Carolee Schneemann (1939-2019) was a painter… as well! Throughout her career, she constantly reminded us that performances, lms, photographs, texts were extensions of her paintings. The striking omnipresence of the female nude throughout her work was the better to elude the taboos of the time:

“As a painter, I had never accepted the visual and tactile taboos surrounding specific parts of the body1”.

By using her body as material, Carolee Schneemann reclaimed the female nude: far from the objectification of the female nude present in classical art, Schneemann’s body was a subject, defiant, irrepressible and confrontational.

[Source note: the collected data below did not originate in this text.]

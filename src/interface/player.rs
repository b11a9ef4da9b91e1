use thiserror::Error;

use crate::domain::card::Card;
use crate::domain::hand::Street;
use crate::domain::history::ActionHistories;
use crate::engine::actions::{ActionDecision, ValidAction};
use crate::interface::message::{ActionView, GameInformation, RoundStateView, SeatView};

/// Отказ реализации игрока ответить на запрос.
#[derive(Debug, Error, Clone, PartialEq, Eq)]
pub enum PlayerError {
    /// Например, удалённый бот не ответил или транспорт оборвался.
    #[error("игрок не ответил: {0}")]
    NoResponse(String),
}

/// Контракт, который обязана выполнять любая подключаемая стратегия.
///
/// Один метод на тип сообщения. Ответ возвращает только `declare_action`,
/// остальные методы – уведомления, по умолчанию пустые.
///
/// Реализация не должна блокироваться бесконечно: движок синхронно ждёт ответа,
/// таймауты – забота транспорта, который стоит за реализацией.
pub trait PokerPlayer {
    fn receive_game_start_message(&mut self, _game_information: &GameInformation) {}

    fn receive_round_start_message(&mut self, _hole_card: &[Card], _seats: &[SeatView]) {}

    fn receive_street_start_message(&mut self, _street: Street, _round_state: &RoundStateView) {}

    /// Решение игрока. Должно входить в `valid_actions`, иначе засчитывается фолд.
    fn declare_action(
        &mut self,
        hole_card: &[Card],
        valid_actions: &[ValidAction],
        round_state: &RoundStateView,
        action_histories: &ActionHistories,
    ) -> Result<ActionDecision, PlayerError>;

    fn receive_game_update_message(
        &mut self,
        _action: &ActionView,
        _round_state: &RoundStateView,
        _action_histories: &ActionHistories,
    ) {
    }

    fn receive_round_result_message(&mut self, _winners: &[SeatView], _round_state: &RoundStateView) {}

    fn receive_game_result_message(&mut self, _game_information: &GameInformation) {}
}
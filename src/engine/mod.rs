//! Движок раунда: допустимые действия, ставки, переход улиц, сайд-поты, шоудаун.
//!
//! Высокоуровневое состояние: `RoundState`
//! Основные операции:
//!   - `start_round` – запустить новый раунд
//!   - `apply_action` – применить решение игрока
//!   - `resolve_round` – разделить банк и закрыть раунд
//!
//! Движок ничего не знает о доставке: он возвращает `Envelope` с адресатом,
//! отправкой занимается вызывающий код.

pub mod actions;
pub mod errors;
pub mod positions;
pub mod round;
pub mod round_state;
pub mod showdown;
pub mod side_pots;
pub mod validation;

pub use actions::{Action, ActionAmount, ActionDecision, ValidAction};
pub use errors::EngineError;
pub use round::{apply_action, start_round, Envelope, RoundStatus, RoundStep};
pub use round_state::RoundState;
pub use showdown::{resolve_round, Payout, RoundOutcome};
pub use side_pots::{split_at_levels, split_pots, Contribution, SidePot};
pub use validation::{legal_actions, legal_actions_for, validate_decision};

/// RNG интерфейс для engine и ботов.
/// Реализации – в infra (обёртки над `rand`).
pub trait RandomSource {
    fn shuffle<T>(&mut self, slice: &mut [T]);

    /// Индекс элемента с вероятностью, пропорциональной весу.
    /// `None`, если список пуст или все веса нулевые.
    fn pick_weighted(&mut self, weights: &[u32]) -> Option<usize>;

    /// Равномерное число из `low..=high`.
    fn pick_between(&mut self, low: u64, high: u64) -> u64;
}
use serde::{Deserialize, Serialize};

use crate::domain::card::Card;
use crate::domain::chips::Chips;
use crate::domain::history::ActionRecord;
use crate::domain::PlayerUuid;
use crate::engine::errors::EngineError;

/// Статус игрока в текущем раунде.
#[derive(Clone, Copy, Debug, Serialize, Deserialize, PartialEq, Eq, Hash)]
#[serde(rename_all = "snake_case")]
pub enum PayStatus {
    /// Игрок в игре и ещё может получать запросы на действие.
    PayTillEnd,
    /// Игрок поставил весь стек – в банке, но больше не ходит.
    AllIn,
    /// Игрок сфолдил и больше не участвует в банке.
    Folded,
    /// У игрока нет фишек, в раунде он не участвует.
    Busted,
}

/// Игрок за местом: идентичность, стек, карманные карты, ставки и история за раунд.
#[derive(Clone, Debug, Serialize, Deserialize, PartialEq, Eq)]
pub struct Player {
    pub uuid: PlayerUuid,
    pub name: String,
    pub stack: Chips,
    /// Карманные карты: 0 или ровно 2.
    pub hole_cards: Vec<Card>,
    /// Ставка на текущей улице.
    pub current_bet: Chips,
    /// Сколько всего внесено в банк за раунд (включая анте).
    pub paid: Chips,
    pub status: PayStatus,
    /// Собственные действия игрока за раунд.
    pub action_histories: Vec<ActionRecord>,
}

impl Player {
    pub fn new(uuid: impl Into<PlayerUuid>, stack: Chips, name: impl Into<String>) -> Self {
        Self {
            uuid: uuid.into(),
            name: name.into(),
            stack,
            hole_cards: Vec::new(),
            current_bet: Chips::ZERO,
            paid: Chips::ZERO,
            status: PayStatus::PayTillEnd,
            action_histories: Vec::new(),
        }
    }

    /// Раздать карманные карты. Повторная раздача в том же раунде – ошибка.
    pub fn add_hole_cards(&mut self, cards: [Card; 2]) -> Result<(), EngineError> {
        if !self.hole_cards.is_empty() {
            return Err(EngineError::HoleCardsAlreadyDealt(self.uuid.clone()));
        }
        self.hole_cards.extend(cards);
        Ok(())
    }

    pub fn clear_hole_cards(&mut self) {
        self.hole_cards.clear();
    }

    /// Снять фишки со стека в банк.
    pub fn collect_bet(&mut self, amount: Chips) -> Result<(), EngineError> {
        self.stack = self
            .stack
            .checked_sub(amount)
            .ok_or(EngineError::NotEnoughChips(self.uuid.clone()))?;
        self.paid += amount;
        Ok(())
    }

    pub fn append_chips(&mut self, amount: Chips) {
        self.stack += amount;
    }

    /// В раунде и претендует на банк (не сфолдил, не вылетел).
    pub fn is_active(&self) -> bool {
        matches!(self.status, PayStatus::PayTillEnd | PayStatus::AllIn)
    }

    /// Может получать запросы на действие.
    pub fn is_waiting_ask(&self) -> bool {
        self.status == PayStatus::PayTillEnd
    }

    pub fn record_action(&mut self, record: ActionRecord) {
        self.action_histories.push(record);
    }

    /// Подготовить игрока к новому раунду: чистим карты, ставки и историю.
    pub fn reset_for_round(&mut self) {
        self.clear_hole_cards();
        self.action_histories.clear();
        self.current_bet = Chips::ZERO;
        self.paid = Chips::ZERO;
        self.status = if self.stack.is_zero() {
            PayStatus::Busted
        } else {
            PayStatus::PayTillEnd
        };
    }
}
//! Оценка силы покерных рук (Texas Hold'em).
//!
//! Для движка ранжирование – внешний коллаборатор: полный порядок на руках,
//! доступный через трейт [`HandEvaluator`]. Реализация по умолчанию –
//! [`BestHandEvaluator`].

pub mod evaluator;
pub mod hand_rank;

use std::cmp::Ordering;

use crate::domain::card::Card;
use crate::domain::hand::HandRank;

pub use evaluator::{compare_hands, evaluate_best_hand, BestHandEvaluator};
pub use hand_rank::{describe_hand, hand_category, HandCategory};

/// Ранжирование рук: 2 hole + 5 board.
pub trait HandEvaluator {
    fn rank(&self, cards: &[Card]) -> HandRank;

    /// greater / equal / less для двух рук.
    fn compare(&self, a: &[Card], b: &[Card]) -> Ordering {
        self.rank(a).cmp(&self.rank(b))
    }
}
use crate::domain::chips::Chips;
use crate::domain::config::MatchConfig;
use crate::domain::player::Player;
use crate::domain::seats::Seats;
use crate::domain::SeatIndex;
use crate::engine::actions::Action;
use crate::engine::errors::EngineError;
use crate::engine::round_state::RoundState;
use crate::engine::validation::legal_actions;
use crate::interface::message::*;

/// Чистая фабрика сообщений: одна операция на тип события.
/// Входы не мутируются, все payload – собственные копии.
pub struct MessageBuilder;

impl MessageBuilder {
    pub fn build_game_start(config: &MatchConfig, seats: &Seats) -> Message {
        Message::GameStart(GameStartMessage {
            game_information: game_information(config, seats),
        })
    }

    /// `player_pos` – место получателя: в payload попадают его карманные карты.
    pub fn build_round_start(
        round_count: u32,
        player_pos: SeatIndex,
        seats: &Seats,
    ) -> Result<Message, EngineError> {
        let player = seats.get(player_pos)?;
        Ok(Message::RoundStart(RoundStartMessage {
            round_count,
            hole_card: player.hole_cards.clone(),
            seats: seat_views(seats),
        }))
    }

    pub fn build_street_start(state: &RoundState) -> Message {
        Message::StreetStart(StreetStartMessage {
            street: state.street,
            round_state: RoundStateView::from(state),
        })
    }

    pub fn build_ask(player_pos: SeatIndex, state: &RoundState) -> Result<Message, EngineError> {
        let player = state.table.seats.get(player_pos)?;
        Ok(Message::Ask(AskMessage {
            hole_card: player.hole_cards.clone(),
            valid_actions: legal_actions(state, player_pos)?,
            round_state: RoundStateView::from(state),
            action_histories: state.history.clone(),
        }))
    }

    pub fn build_game_update(
        player_pos: SeatIndex,
        action: Action,
        amount: Chips,
        state: &RoundState,
    ) -> Result<Message, EngineError> {
        let player = state.table.seats.get(player_pos)?;
        Ok(Message::GameUpdate(GameUpdateMessage {
            action: ActionView {
                player_uuid: player.uuid.clone(),
                action,
                amount,
            },
            round_state: RoundStateView::from(state),
            action_histories: state.history.clone(),
        }))
    }

    pub fn build_round_result(round_count: u32, winners: &[Player], state: &RoundState) -> Message {
        Message::RoundResult(RoundResultMessage {
            round_count,
            winners: winners.iter().map(SeatView::from).collect(),
            round_state: RoundStateView::from(state),
        })
    }

    pub fn build_game_result(config: &MatchConfig, seats: &Seats) -> Message {
        Message::GameResult(GameResultMessage {
            game_information: game_information(config, seats),
        })
    }
}

fn game_information(config: &MatchConfig, seats: &Seats) -> GameInformation {
    GameInformation {
        player_num: seats.size(),
        rule: config.clone(),
        seats: seat_views(seats),
    }
}
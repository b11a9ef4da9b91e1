//! Протокол между движком и реализациями игроков.
//!
//! - message.rs – семь типов сообщений и иммутабельные снимки состояния;
//! - builder.rs – чистая фабрика сообщений;
//! - player.rs – контракт `PokerPlayer`;
//! - dispatcher.rs – реестр игроков и доставка сообщений;
//! - errors.rs – ошибки протокола.

pub mod builder;
pub mod dispatcher;
pub mod errors;
pub mod message;
pub mod player;

pub use builder::MessageBuilder;
pub use dispatcher::{check_decision, MessageDispatcher, PlayerRegistry, Target};
pub use errors::DispatchError;
pub use message::*;
pub use player::{PlayerError, PokerPlayer};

She was a feminist trailblazer who used her body as a tool for advocacy, thereby distancing herself from the traditional representation of a model. The question Carolee Schneemann asks is whether the female body can be both an image and an image- maker, in a world where role models were scarce: “I decided a painter named ’Cezanne’ would be my mascot: I would assume Cezanne was unquestionably a woman — after all the ’anne’ in it was feminine. Were the bathers I studied in reproduction so awkward because painted by a woman? But ’she’ was famous and respected. If Cezanne could do it, I could do it2.”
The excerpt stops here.